Work order = Copy every line of the data in which the word "never" occurs.

(Dataset entries)
//! Change notifications published after an order commits.
//!
//! Delivery is fire-and-forget: the intake transaction never waits on, and
//! is never rolled back by, anything in this module. Publish failures are
//! logged and swallowed.

use chrono::NaiveDate;
use rust_decimal::Decimal;
use serde::{Deserialize, Serialize};
use serde_json::Value;
use tokio::sync::{broadcast, mpsc};
use tracing::{debug, info};
use uuid::Uuid;

/// Events describing a committed state change, one per dashboard topic.
#[derive(Debug, Clone, Serialize, Deserialize)]
#[serde(rename_all = "camelCase")]
pub enum Event {
    #[serde(rename_all = "camelCase")]
    NewOrder {
        order_id: Uuid,
        order_date: NaiveDate,
        user_id: Uuid,
    },
    #[serde(rename_all = "camelCase")]
    RevenueUpdate {
        order_date: NaiveDate,
        order_amount: Decimal,
    },
    #[serde(rename_all = "camelCase")]
    SalesUpdate {
        order_id: Uuid,
        total_amount: Decimal,
    },
}

impl Event {
    /// Topic the event is published under, as consumed by the dashboard
    /// subscribers.
    pub fn topic(&self) -> &'static str {
        match self {
            Event::NewOrder { .. } => "ecommerce/new-order",
            Event::RevenueUpdate { .. } => "ecommerce/revenue-update",
            Event::SalesUpdate { .. } => "ecommerce/sales-update",
        }
    }

    pub fn payload(&self) -> Value {
        serde_json::to_value(self).unwrap_or(Value::Null)
    }
}

#[derive(Debug, Clone)]
pub struct EventSender {
    sender: mpsc::Sender<Event>,
}

impl EventSender {
    pub fn new(sender: mpsc::Sender<Event>) -> Self {
        Self { sender }
    }

    /// Queues an event for publication.
    pub async fn send(&self, event: Event) -> Result<(), String> {
        self.sender
            .send(event)
            .await
            .map_err(|e| format!("Failed to send event: {}", e))
    }
}

/// Drains the event channel and re-broadcasts each event to whatever
/// dashboard subscribers are currently listening. A send with no active
/// receivers is not an error.
pub async fn process_events(mut rx: mpsc::Receiver<Event>, subscribers: broadcast::Sender<Event>) {
    info!("Starting change notifier loop");

    while let Some(event) = rx.recv().await {
        info!(topic = event.topic(), payload = %event.payload(), "Publishing dashboard update");

        if subscribers.send(event).is_err() {
            debug!("No active dashboard subscribers; update dropped");
        }
    }

    info!("Event channel closed; change notifier stopped");
}

#[cfg(test)]
mod tests {
    use super::*;
    use rust_decimal_macros::dec;

    #[test]
    fn topics_match_the_dashboard_contract() {
        let date = NaiveDate::from_ymd_opt(2025, 3, 1).unwrap();
        let new_order = Event::NewOrder {
            order_id: Uuid::new_v4(),
            order_date: date,
            user_id: Uuid::new_v4(),
        };
        let revenue = Event::RevenueUpdate {
            order_date: date,
            order_amount: dec!(99.50),
        };
        let sales = Event::SalesUpdate {
            order_id: Uuid::new_v4(),
            total_amount: dec!(99.50),
        };

        assert_eq!(new_order.topic(), "ecommerce/new-order");
        assert_eq!(revenue.topic(), "ecommerce/revenue-update");
        assert_eq!(sales.topic(), "ecommerce/sales-update");
    }

    #[test]
    fn payload_uses_camel_case_fields() {
        let event = Event::RevenueUpdate {
            order_date: NaiveDate::from_ymd_opt(2025, 3, 1).unwrap(),
            order_amount: dec!(150),
        };
        let payload = event.payload();
        assert!(payload["revenueUpdate"]["orderAmount"].is_string());
        assert_eq!(payload["revenueUpdate"]["orderDate"], "2025-03-01");
    }

    #[tokio::test]
    async fn broadcast_reaches_subscribers() {
        let (tx, rx) = mpsc::channel(8);
        let (btx, mut brx) = broadcast::channel(8);
        tokio::spawn(process_events(rx, btx));

        let sender = EventSender::new(tx);
        sender
            .send(Event::SalesUpdate {
                order_id: Uuid::new_v4(),
                total_amount: dec!(10),
            })
            .await
            .unwrap();

        let received = brx.recv().await.unwrap();
        assert_eq!(received.topic(), "ecommerce/sales-update");
    }
}
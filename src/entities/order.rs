use sea_orm::entity::prelude::*;
use serde::{Deserialize, Serialize};

/// Canonical order ledger. Rows are append-only: `order_amount` is computed
/// once at intake from the line items and never recomputed.
#[derive(Clone, Debug, PartialEq, Eq, DeriveEntityModel, Serialize, Deserialize)]
#[sea_orm(table_name = "orders")]
pub struct Model {
    #[sea_orm(primary_key, auto_increment = false)]
    pub id: Uuid,
    pub user_id: Uuid,
    pub order_date: Date,
    #[sea_orm(unique)]
    pub transaction_reference: String,
    pub order_amount: Decimal,
    pub created_at: DateTimeUtc,
}

#[derive(Copy, Clone, Debug, EnumIter, DeriveRelation)]
pub enum Relation {
    #[sea_orm(has_many = "super::order_item::Entity")]
    OrderItems,
    #[sea_orm(
        belongs_to = "super::user::Entity",
        from = "Column::UserId",
        to = "super::user::Column::Id"
    )]
    User,
}

impl Related<super::order_item::Entity> for Entity {
    fn to() -> RelationDef {
        Relation::OrderItems.def()
    }
}

impl Related<super::user::Entity> for Entity {
    fn to() -> RelationDef {
        Relation::User.def()
    }
}

impl ActiveModelBehavior for ActiveModel {}
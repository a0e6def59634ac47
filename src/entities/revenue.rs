use sea_orm::entity::prelude::*;
use serde::{Deserialize, Serialize};

/// Daily revenue rollup, one row per calendar date with at least one order.
///
/// `total_cost` is a whole-catalog inventory valuation (stock level times
/// current unit price) taken at write time, not a date-scoped cost of
/// goods sold.
#[derive(Clone, Debug, PartialEq, Eq, DeriveEntityModel, Serialize, Deserialize)]
#[sea_orm(table_name = "revenues")]
pub struct Model {
    #[sea_orm(primary_key, auto_increment = false)]
    pub date: Date,
    pub total_revenue: Decimal,
    pub average_revenue_per_order: Decimal,
    pub total_cost: Decimal,
    pub average_cost_per_order: Decimal,
    pub revenue_growth_rate: Decimal,
}

#[derive(Copy, Clone, Debug, EnumIter, DeriveRelation)]
pub enum Relation {}

impl ActiveModelBehavior for ActiveModel {}
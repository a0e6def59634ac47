pub mod inventory;
pub mod order;
pub mod order_item;
pub mod product;
pub mod revenue;
pub mod sales_performance;
pub mod user;
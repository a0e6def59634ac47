use std::{net::SocketAddr, sync::Arc, time::Duration};

use axum::http::HeaderValue;
use axum::{routing::get, Router};
use tokio::{
    signal,
    sync::{broadcast, mpsc},
};
use tower_http::{
    cors::{Any, CorsLayer},
    timeout::TimeoutLayer,
    trace::TraceLayer,
};
use tracing::info;

use sales_dashboard_api as api;

#[tokio::main]
async fn main() -> Result<(), Box<dyn std::error::Error>> {
    let cfg = api::config::load_config()?;
    api::config::init_tracing(cfg.log_level(), cfg.log_json);

    let db_pool = api::db::establish_connection_from_app_config(&cfg).await?;
    if cfg.auto_migrate {
        api::db::run_migrations(&db_pool).await?;
    }
    let db = Arc::new(db_pool);

    // Change notifier: intake queues events on the mpsc side; the loop
    // re-broadcasts to whatever dashboard subscribers are connected.
    let (event_tx, event_rx) = mpsc::channel(cfg.event_channel_capacity);
    let (subscriber_tx, _) = broadcast::channel(cfg.event_channel_capacity);
    tokio::spawn(api::events::process_events(event_rx, subscriber_tx));
    let event_sender = api::events::EventSender::new(event_tx);

    let inventory_service = api::services::inventory::InventoryService::new(db.clone());
    let order_service = api::services::orders::OrderService::new(
        db.clone(),
        inventory_service.clone(),
        Some(Arc::new(event_sender)),
    );
    let report_service = api::services::reports::RevenueReportService::new(db.clone());

    let app_state = api::AppState {
        db: db.clone(),
        config: cfg.clone(),
        order_service,
        inventory_service,
        report_service,
    };

    let configured_origins: Option<Vec<HeaderValue>> = cfg
        .cors_allowed_origins
        .as_ref()
        .map(|raw| {
            raw.split(',')
                .filter_map(|origin| {
                    let trimmed = origin.trim();
                    if trimmed.is_empty() {
                        None
                    } else {
                        HeaderValue::from_str(trimmed).ok()
                    }
                })
                .collect::<Vec<_>>()
        })
        .filter(|origins| !origins.is_empty());

    let cors_layer = match configured_origins {
        Some(origins) => CorsLayer::new()
            .allow_origin(origins)
            .allow_methods(Any)
            .allow_headers(Any),
        None => {
            info!("No CORS origins configured; using permissive CORS");
            CorsLayer::permissive()
        }
    };

    let app = Router::<api::AppState>::new()
        .route("/", get(|| async { "sales-dashboard-api up" }))
        .route("/health", get(api::handlers::health::health))
        .nest("/api/v1", api::api_v1_routes())
        .layer(TraceLayer::new_for_http())
        .layer(TimeoutLayer::new(Duration::from_secs(30)))
        .layer(cors_layer)
        .with_state(app_state);

    let addr = SocketAddr::new(cfg.host.parse()?, cfg.port);
    info!("sales-dashboard-api listening on http://{}", addr);
    let listener = tokio::net::TcpListener::bind(addr).await?;

    axum::serve(listener, app.into_make_service())
        .with_graceful_shutdown(shutdown_signal())
        .await?;

    Ok(())
}

async fn shutdown_signal() {
    let ctrl_c = async {
        signal::ctrl_c()
            .await
            .expect("failed to install Ctrl+C handler");
    };

    #[cfg(unix)]
    let terminate = async {
        use tokio::signal::unix::{signal, SignalKind};

        let mut sigterm =
            signal(SignalKind::terminate()).expect("failed to install signal handler");
        sigterm.recv().await;
    };

    #[cfg(not(unix))]
    let terminate = std::future::pending::<()>();

    tokio::select! {
        _ = ctrl_c => {},
        _ = terminate => {},
    }
}
#![allow(elided_lifetimes_in_paths)]

use sea_orm_migration::prelude::*;

pub struct Migrator;

#[async_trait::async_trait]
impl MigratorTrait for Migrator {
    fn migrations() -> Vec<Box<dyn MigrationTrait>> {
        vec![
            Box::new(m20241101_000001_create_catalog_tables::Migration),
            Box::new(m20241101_000002_create_order_tables::Migration),
            Box::new(m20241101_000003_create_rollup_tables::Migration),
        ]
    }
}

mod m20241101_000001_create_catalog_tables {
    use sea_orm_migration::prelude::*;

    pub struct Migration;

    impl MigrationName for Migration {
        fn name(&self) -> &str {
            "m20241101_000001_create_catalog_tables"
        }
    }

    #[async_trait::async_trait]
    impl MigrationTrait for Migration {
        async fn up(&self, manager: &SchemaManager) -> Result<(), DbErr> {
            manager
                .create_table(
                    Table::create()
                        .table(Users::Table)
                        .if_not_exists()
                        .col(ColumnDef::new(Users::Id).uuid().primary_key().not_null())
                        .col(ColumnDef::new(Users::Name).string().not_null())
                        .col(ColumnDef::new(Users::Email).string().not_null())
                        .col(ColumnDef::new(Users::Role).string().not_null())
                        .to_owned(),
                )
                .await?;

            manager
                .create_index(
                    Index::create()
                        .if_not_exists()
                        .name("idx_users_email")
                        .table(Users::Table)
                        .col(Users::Email)
                        .unique()
                        .to_owned(),
                )
                .await?;

            manager
                .create_table(
                    Table::create()
                        .table(Products::Table)
                        .if_not_exists()
                        .col(
                            ColumnDef::new(Products::Id)
                                .uuid()
                                .primary_key()
                                .not_null(),
                        )
                        .col(ColumnDef::new(Products::Name).string().not_null())
                        .col(ColumnDef::new(Products::Category).string().not_null())
                        .col(ColumnDef::new(Products::Price).decimal().not_null())
                        .col(ColumnDef::new(Products::Description).string().null())
                        .col(ColumnDef::new(Products::ImageUrl).string().null())
                        .to_owned(),
                )
                .await?;

            manager
                .create_table(
                    Table::create()
                        .table(Inventories::Table)
                        .if_not_exists()
                        .col(
                            ColumnDef::new(Inventories::Id)
                                .uuid()
                                .primary_key()
                                .not_null(),
                        )
                        .col(ColumnDef::new(Inventories::ProductId).uuid().not_null())
                        .col(
                            ColumnDef::new(Inventories::StockLevel)
                                .integer()
                                .not_null()
                                .default(0),
                        )
                        .col(
                            ColumnDef::new(Inventories::ReorderLevel)
                                .integer()
                                .not_null()
                                .default(0),
                        )
                        .to_owned(),
                )
                .await?;

            manager
                .create_index(
                    Index::create()
                        .if_not_exists()
                        .name("idx_inventories_product_id")
                        .table(Inventories::Table)
                        .col(Inventories::ProductId)
                        .unique()
                        .to_owned(),
                )
                .await
        }

        async fn down(&self, manager: &SchemaManager) -> Result<(), DbErr> {
            manager
                .drop_table(Table::drop().table(Inventories::Table).to_owned())
                .await?;
            manager
                .drop_table(Table::drop().table(Products::Table).to_owned())
                .await?;
            manager
                .drop_table(Table::drop().table(Users::Table).to_owned())
                .await
        }
    }

    #[derive(DeriveIden)]
    enum Users {
        Table,
        Id,
        Name,
        Email,
        Role,
    }

    #[derive(DeriveIden)]
    enum Products {
        Table,
        Id,
        Name,
        Category,
        Price,
        Description,
        ImageUrl,
    }

    #[derive(DeriveIden)]
    enum Inventories {
        Table,
        Id,
        ProductId,
        StockLevel,
        ReorderLevel,
    }
}

mod m20241101_000002_create_order_tables {
    use sea_orm_migration::prelude::*;

    pub struct Migration;

    impl MigrationName for Migration {
        fn name(&self) -> &str {
            "m20241101_000002_create_order_tables"
        }
    }

    #[async_trait::async_trait]
    impl MigrationTrait for Migration {
        async fn up(&self, manager: &SchemaManager) -> Result<(), DbErr> {
            manager
                .create_table(
                    Table::create()
                        .table(Orders::Table)
                        .if_not_exists()
                        .col(ColumnDef::new(Orders::Id).uuid().primary_key().not_null())
                        .col(ColumnDef::new(Orders::UserId).uuid().not_null())
                        .col(ColumnDef::new(Orders::OrderDate).date().not_null())
                        .col(
                            ColumnDef::new(Orders::TransactionReference)
                                .string()
                                .not_null(),
                        )
                        .col(
                            ColumnDef::new(Orders::OrderAmount)
                                .decimal()
                                .not_null()
                                .default(0),
                        )
                        .col(
                            ColumnDef::new(Orders::CreatedAt)
                                .timestamp_with_time_zone()
                                .not_null(),
                        )
                        .to_owned(),
                )
                .await?;

            manager
                .create_index(
                    Index::create()
                        .if_not_exists()
                        .name("idx_orders_order_date")
                        .table(Orders::Table)
                        .col(Orders::OrderDate)
                        .to_owned(),
                )
                .await?;

            manager
                .create_index(
                    Index::create()
                        .if_not_exists()
                        .name("idx_orders_user_id")
                        .table(Orders::Table)
                        .col(Orders::UserId)
                        .to_owned(),
                )
                .await?;

            manager
                .create_index(
                    Index::create()
                        .if_not_exists()
                        .name("idx_orders_transaction_reference")
                        .table(Orders::Table)
                        .col(Orders::TransactionReference)
                        .unique()
                        .to_owned(),
                )
                .await?;

            manager
                .create_table(
                    Table::create()
                        .table(OrderItems::Table)
                        .if_not_exists()
                        .col(
                            ColumnDef::new(OrderItems::Id)
                                .uuid()
                                .primary_key()
                                .not_null(),
                        )
                        .col(ColumnDef::new(OrderItems::OrderId).uuid().not_null())
                        .col(ColumnDef::new(OrderItems::ProductId).uuid().not_null())
                        .col(ColumnDef::new(OrderItems::Quantity).integer().not_null())
                        .col(ColumnDef::new(OrderItems::UnitPrice).decimal().not_null())
                        .foreign_key(
                            ForeignKey::create()
                                .name("fk_order_items_order_id")
                                .from(OrderItems::Table, OrderItems::OrderId)
                                .to(Orders::Table, Orders::Id),
                        )
                        .to_owned(),
                )
                .await?;

            manager
                .create_index(
                    Index::create()
                        .if_not_exists()
                        .name("idx_order_items_order_id")
                        .table(OrderItems::Table)
                        .col(OrderItems::OrderId)
                        .to_owned(),
                )
                .await?;

            manager
                .create_index(
                    Index::create()
                        .if_not_exists()
                        .name("idx_order_items_product_id")
                        .table(OrderItems::Table)
                        .col(OrderItems::ProductId)
                        .to_owned(),
                )
                .await
        }

        async fn down(&self, manager: &SchemaManager) -> Result<(), DbErr> {
            manager
                .drop_table(Table::drop().table(OrderItems::Table).to_owned())
                .await?;
            manager
                .drop_table(Table::drop().table(Orders::Table).to_owned())
                .await
        }
    }

    #[derive(DeriveIden)]
    enum Orders {
        Table,
        Id,
        UserId,
        OrderDate,
        TransactionReference,
        OrderAmount,
        CreatedAt,
    }

    #[derive(DeriveIden)]
    enum OrderItems {
        Table,
        Id,
        OrderId,
        ProductId,
        Quantity,
        UnitPrice,
    }
}

mod m20241101_000003_create_rollup_tables {
    use sea_orm_migration::prelude::*;

    pub struct Migration;

    impl MigrationName for Migration {
        fn name(&self) -> &str {
            "m20241101_000003_create_rollup_tables"
        }
    }

    #[async_trait::async_trait]
    impl MigrationTrait for Migration {
        async fn up(&self, manager: &SchemaManager) -> Result<(), DbErr> {
            manager
                .create_table(
                    Table::create()
                        .table(SalesPerformances::Table)
                        .if_not_exists()
                        .col(
                            ColumnDef::new(SalesPerformances::Date)
                                .date()
                                .primary_key()
                                .not_null(),
                        )
                        .col(
                            ColumnDef::new(SalesPerformances::TotalOrders)
                                .integer()
                                .not_null()
                                .default(0),
                        )
                        .col(
                            ColumnDef::new(SalesPerformances::AverageOrderValue)
                                .decimal()
                                .not_null()
                                .default(0),
                        )
                        .col(
                            ColumnDef::new(SalesPerformances::CountOfOrderedUsers)
                                .integer()
                                .not_null()
                                .default(0),
                        )
                        .col(
                            ColumnDef::new(SalesPerformances::CountOfUsers)
                                .integer()
                                .not_null()
                                .default(0),
                        )
                        .col(
                            ColumnDef::new(SalesPerformances::CountOfUnitsSold)
                                .integer()
                                .not_null()
                                .default(0),
                        )
                        .col(
                            ColumnDef::new(SalesPerformances::MostOrderedProduct)
                                .string()
                                .not_null()
                                .default(""),
                        )
                        .col(
                            ColumnDef::new(SalesPerformances::SalesGrowthRate)
                                .decimal()
                                .not_null()
                                .default(0),
                        )
                        .to_owned(),
                )
                .await?;

            manager
                .create_table(
                    Table::create()
                        .table(Revenues::Table)
                        .if_not_exists()
                        .col(
                            ColumnDef::new(Revenues::Date)
                                .date()
                                .primary_key()
                                .not_null(),
                        )
                        .col(
                            ColumnDef::new(Revenues::TotalRevenue)
                                .decimal()
                                .not_null()
                                .default(0),
                        )
                        .col(
                            ColumnDef::new(Revenues::AverageRevenuePerOrder)
                                .decimal()
                                .not_null()
                                .default(0),
                        )
                        .col(
                            ColumnDef::new(Revenues::TotalCost)
                                .decimal()
                                .not_null()
                                .default(0),
                        )
                        .col(
                            ColumnDef::new(Revenues::AverageCostPerOrder)
                                .decimal()
                                .not_null()
                                .default(0),
                        )
                        .col(
                            ColumnDef::new(Revenues::RevenueGrowthRate)
                                .decimal()
                                .not_null()
                                .default(0),
                        )
                        .to_owned(),
                )
                .await
        }

        async fn down(&self, manager: &SchemaManager) -> Result<(), DbErr> {
            manager
                .drop_table(Table::drop().table(Revenues::Table).to_owned())
                .await?;
            manager
                .drop_table(Table::drop().table(SalesPerformances::Table).to_owned())
                .await
        }
    }

    #[derive(DeriveIden)]
    enum SalesPerformances {
        Table,
        Date,
        TotalOrders,
        AverageOrderValue,
        CountOfOrderedUsers,
        CountOfUsers,
        CountOfUnitsSold,
        MostOrderedProduct,
        SalesGrowthRate,
    }

    #[derive(DeriveIden)]
    enum Revenues {
        Table,
        Date,
        TotalRevenue,
        AverageRevenuePerOrder,
        TotalCost,
        AverageCostPerOrder,
        RevenueGrowthRate,
    }
}
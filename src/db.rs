use crate::config::AppConfig;
use crate::migrator::Migrator;
use anyhow::Context;
use sea_orm::{ConnectOptions, Database, DatabaseConnection};
use sea_orm_migration::MigratorTrait;
use std::time::Duration;
use tracing::{debug, info};

/// Type alias for a database connection pool
pub type DbPool = DatabaseConnection;

/// Configuration for database connection
#[derive(Debug, Clone)]
pub struct DbConfig {
    pub url: String,
    pub max_connections: u32,
    pub min_connections: u32,
    pub connect_timeout: Duration,
    pub idle_timeout: Duration,
    pub acquire_timeout: Duration,
}

impl Default for DbConfig {
    fn default() -> Self {
        Self {
            url: String::new(),
            max_connections: 10,
            min_connections: 1,
            connect_timeout: Duration::from_secs(30),
            idle_timeout: Duration::from_secs(600),
            acquire_timeout: Duration::from_secs(8),
        }
    }
}

/// Establishes a connection pool with default pool settings.
pub async fn establish_connection(database_url: &str) -> anyhow::Result<DbPool> {
    let config = DbConfig {
        url: database_url.to_string(),
        ..Default::default()
    };
    establish_connection_with_config(&config).await
}

/// Establishes a connection pool with custom configuration.
pub async fn establish_connection_with_config(config: &DbConfig) -> anyhow::Result<DbPool> {
    debug!("Configuring database connection with: {:?}", config);

    let mut opt = ConnectOptions::new(config.url.clone());
    opt.max_connections(config.max_connections)
        .min_connections(config.min_connections)
        .connect_timeout(config.connect_timeout)
        .acquire_timeout(config.acquire_timeout)
        .idle_timeout(config.idle_timeout)
        .sqlx_logging(true);

    info!(
        "Connecting to database with max_connections={}",
        config.max_connections
    );

    Database::connect(opt)
        .await
        .context("failed to connect to database")
}

/// Builds the pool from application configuration.
pub async fn establish_connection_from_app_config(cfg: &AppConfig) -> anyhow::Result<DbPool> {
    let config = DbConfig {
        url: cfg.database_url.clone(),
        max_connections: cfg.db_max_connections,
        min_connections: cfg.db_min_connections,
        connect_timeout: Duration::from_secs(cfg.db_connect_timeout_secs),
        idle_timeout: Duration::from_secs(cfg.db_idle_timeout_secs),
        acquire_timeout: Duration::from_secs(cfg.db_acquire_timeout_secs),
    };
    establish_connection_with_config(&config).await
}

/// Applies all pending migrations.
pub async fn run_migrations(db: &DbPool) -> anyhow::Result<()> {
    info!("Running database migrations");
    Migrator::up(db, None)
        .await
        .context("failed to run migrations")?;
    info!("Database migrations complete");
    Ok(())
}

/// Lightweight connectivity check used by the health endpoint.
pub async fn ping(db: &DbPool) -> bool {
    db.ping().await.is_ok()
}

Written answer =
//! Delivery is fire-and-forget: the intake transaction never waits on, and
//! is never rolled back by, anything in this module. Publish failures are
/// once at intake from the line items and never recomputed.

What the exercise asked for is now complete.